The novel, dedicated small animal PET tomograph, quad-HIDAC, offers submillimeter resolution in instrumental characterization experiments. The aim of this study was to establish the tomograph's utility in a biologic application and to demonstrate the feasibility of rapid dynamic neuroreceptor imaging in mice.
Methods: We used the well-established, high-affinity dopamine D(2) receptor PET ligand (18)F-fallypride for imaging striatal D(2) receptors in NMRI mice. Dynamic PET data were acquired using the quad-HIDAC tomograph and subject to 2 different kinetic modeling approaches. The cerebellum, a brain region devoid of D(2) receptors, was chosen as a reference region for kinetic modeling.
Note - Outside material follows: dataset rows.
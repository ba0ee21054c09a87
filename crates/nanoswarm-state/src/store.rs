use async_trait::async_trait;
use nanoswarm_core::{SwarmError, SwarmResult};
use serde::de::DeserializeOwned;
use serde::Serialize;
use std::time::Duration;

/// How many times [`update_json`] retries a contended compare-and-swap.
const MAX_CAS_ATTEMPTS: usize = 32;

/// A shared keyed store with TTL expiry, counters, lists and sets.
///
/// Every operation is atomic on its key. Strings, lists and sets are
/// distinct types; using a key as the wrong type is a [`SwarmError::State`].
#[async_trait]
pub trait StateStore: Send + Sync {
    /// Reads a string value.
    async fn get(&self, key: &str) -> SwarmResult<Option<String>>;

    /// Writes a string value. `ttl = None` means no expiry.
    async fn set(&self, key: &str, value: &str, ttl: Option<Duration>) -> SwarmResult<()>;

    /// Writes only if the key does not exist. Returns whether it wrote.
    async fn set_nx(&self, key: &str, value: &str, ttl: Option<Duration>) -> SwarmResult<bool>;

    /// Replaces the value only if it currently equals `expected`
    /// (`None` = key absent). `ttl = None` keeps the existing expiry.
    async fn compare_and_swap(
        &self,
        key: &str,
        expected: Option<&str>,
        new: &str,
        ttl: Option<Duration>,
    ) -> SwarmResult<bool>;

    /// Deletes the key only if its value equals `expected`.
    async fn compare_and_delete(&self, key: &str, expected: &str) -> SwarmResult<bool>;

    /// Deletes a key of any type. Returns whether it existed.
    async fn delete(&self, key: &str) -> SwarmResult<bool>;

    /// Sets a new expiry on an existing key.
    async fn expire(&self, key: &str, ttl: Duration) -> SwarmResult<bool>;

    /// Remaining time to live, `None` for missing keys or keys without expiry.
    async fn ttl(&self, key: &str) -> SwarmResult<Option<Duration>>;

    /// Adds `delta` to an integer value (missing = 0) and returns the result.
    async fn incr_by(&self, key: &str, delta: i64) -> SwarmResult<i64>;

    /// Pushes onto the head of a list. Returns the new length.
    async fn lpush(&self, key: &str, value: &str) -> SwarmResult<usize>;

    /// Inclusive range with negative indices counting from the tail.
    async fn lrange(&self, key: &str, start: isize, stop: isize) -> SwarmResult<Vec<String>>;

    /// Keeps only the inclusive range `start..=stop`.
    async fn ltrim(&self, key: &str, start: isize, stop: isize) -> SwarmResult<()>;

    /// List length (0 for missing keys).
    async fn llen(&self, key: &str) -> SwarmResult<usize>;

    /// Adds a set member. Returns whether it was new.
    async fn sadd(&self, key: &str, member: &str) -> SwarmResult<bool>;

    /// Removes a set member. Returns whether it was present.
    async fn srem(&self, key: &str, member: &str) -> SwarmResult<bool>;

    /// All set members, sorted.
    async fn smembers(&self, key: &str) -> SwarmResult<Vec<String>>;

    /// Set cardinality (0 for missing keys).
    async fn scard(&self, key: &str) -> SwarmResult<usize>;
}

/// Key namespaces. Every record type lives under its own prefix.
pub mod keys {
    const PREFIX: &str = "nanoswarm";

    /// Ids of recently created sessions, newest first.
    pub const SESSIONS_RECENT: &str = "nanoswarm:sessions:recent";
    /// Ids of currently registered agents.
    pub const AGENTS_ACTIVE: &str = "nanoswarm:agents:active";
    /// Failed journal entries across all sessions, newest first.
    pub const FAILED_QUEUE: &str = "nanoswarm:journal:failed";

    /// One session record.
    pub fn session(session_id: &str) -> String {
        format!("{PREFIX}:session:{session_id}")
    }

    /// One agent registry record.
    pub fn agent(agent_id: &str) -> String {
        format!("{PREFIX}:agent:{agent_id}")
    }

    /// One journal entry.
    pub fn journal_entry(session_id: &str, task_id: &str) -> String {
        format!("{PREFIX}:journal:{session_id}:task:{task_id}")
    }

    /// Per-session journal index, newest first.
    pub fn journal_index(session_id: &str) -> String {
        format!("{PREFIX}:journal:{session_id}:index")
    }

    /// A named lock.
    pub fn lock(resource: &str) -> String {
        format!("{PREFIX}:lock:{resource}")
    }
}

/// Reads and decodes a JSON value.
pub async fn read_json<T: DeserializeOwned>(
    store: &dyn StateStore,
    key: &str,
) -> SwarmResult<Option<T>> {
    match store.get(key).await? {
        Some(raw) => Ok(Some(decode(key, &raw)?)),
        None => Ok(None),
    }
}

/// Encodes and writes a JSON value.
pub async fn write_json<T: Serialize + Sync>(
    store: &dyn StateStore,
    key: &str,
    value: &T,
    ttl: Option<Duration>,
) -> SwarmResult<()> {
    let raw = serde_json::to_string(value)?;
    store.set(key, &raw, ttl).await
}

/// Writes a JSON value only if the key is free.
pub async fn create_json<T: Serialize + Sync>(
    store: &dyn StateStore,
    key: &str,
    value: &T,
    ttl: Option<Duration>,
) -> SwarmResult<bool> {
    let raw = serde_json::to_string(value)?;
    store.set_nx(key, &raw, ttl).await
}

/// Read-modify-write of a JSON record with optimistic concurrency.
///
/// `apply` returns whether it changed the value; unchanged values are not
/// written back. Returns `None` if the key does not exist, otherwise the
/// final value and whether it was written.
pub async fn update_json<T, F>(
    store: &dyn StateStore,
    key: &str,
    ttl: Option<Duration>,
    mut apply: F,
) -> SwarmResult<Option<(T, bool)>>
where
    T: Serialize + DeserializeOwned + Send,
    F: FnMut(&mut T) -> bool + Send,
{
    for _ in 0..MAX_CAS_ATTEMPTS {
        let Some(raw) = store.get(key).await? else {
            return Ok(None);
        };
        let mut value: T = decode(key, &raw)?;
        if !apply(&mut value) {
            return Ok(Some((value, false)));
        }
        let new = serde_json::to_string(&value)?;
        if store.compare_and_swap(key, Some(&raw), &new, ttl).await? {
            return Ok(Some((value, true)));
        }
    }
    Err(SwarmError::State(format!(
        "update of '{key}' gave up after {MAX_CAS_ATTEMPTS} contended attempts"
    )))
}

fn decode<T: DeserializeOwned>(key: &str, raw: &str) -> SwarmResult<T> {
    serde_json::from_str(raw).map_err(|e| SwarmError::State(format!("corrupt record '{key}': {e}")))
}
Results: The resolution of the quad-HIDAC camera allowed clear visualization of the left and right mouse striatum with high target-to-nontarget signal ratios. The sensitivity of the tomograph permitted the generation of time-activity curves with initial time frames of 120 s. PET experiments acquiring data for 150 min demonstrated that the binding potential of (18)F-fallypride could be fitted robustly with both reference tissue models for scan durations of >or=40 min. Voxel-wise modeling resulted in parametric maps of high quality. The values for the binding potential in the striatum reached approximately 14, consistent with striatum-to-cerebellum ratios extracted from regional time-activity curves. Comparison of in vivo PET imaging results with ex vivo postmortem tissue sampling analyses indicated discrepancies in signal intensity, possibly resulting from scatter and random background in the cerebellum region of interest and leading to an overestimation of cerebellar activity concentrations and degradation of striatum-to-cerebellum ratios in PET experiments. Intraperitoneal injection of the unlabeled D(2) receptor antagonist haloperidol 30 min before intravenous injection of (18)F-fallypride blocked tracer accumulation in the striatum by >95%.
Conclusion: The quad-HIDAC camera represents a powerful tool for future dynamic neuroreceptor PET studies in mice and rats under numerous pharmacologic or pathophysiologic conditions.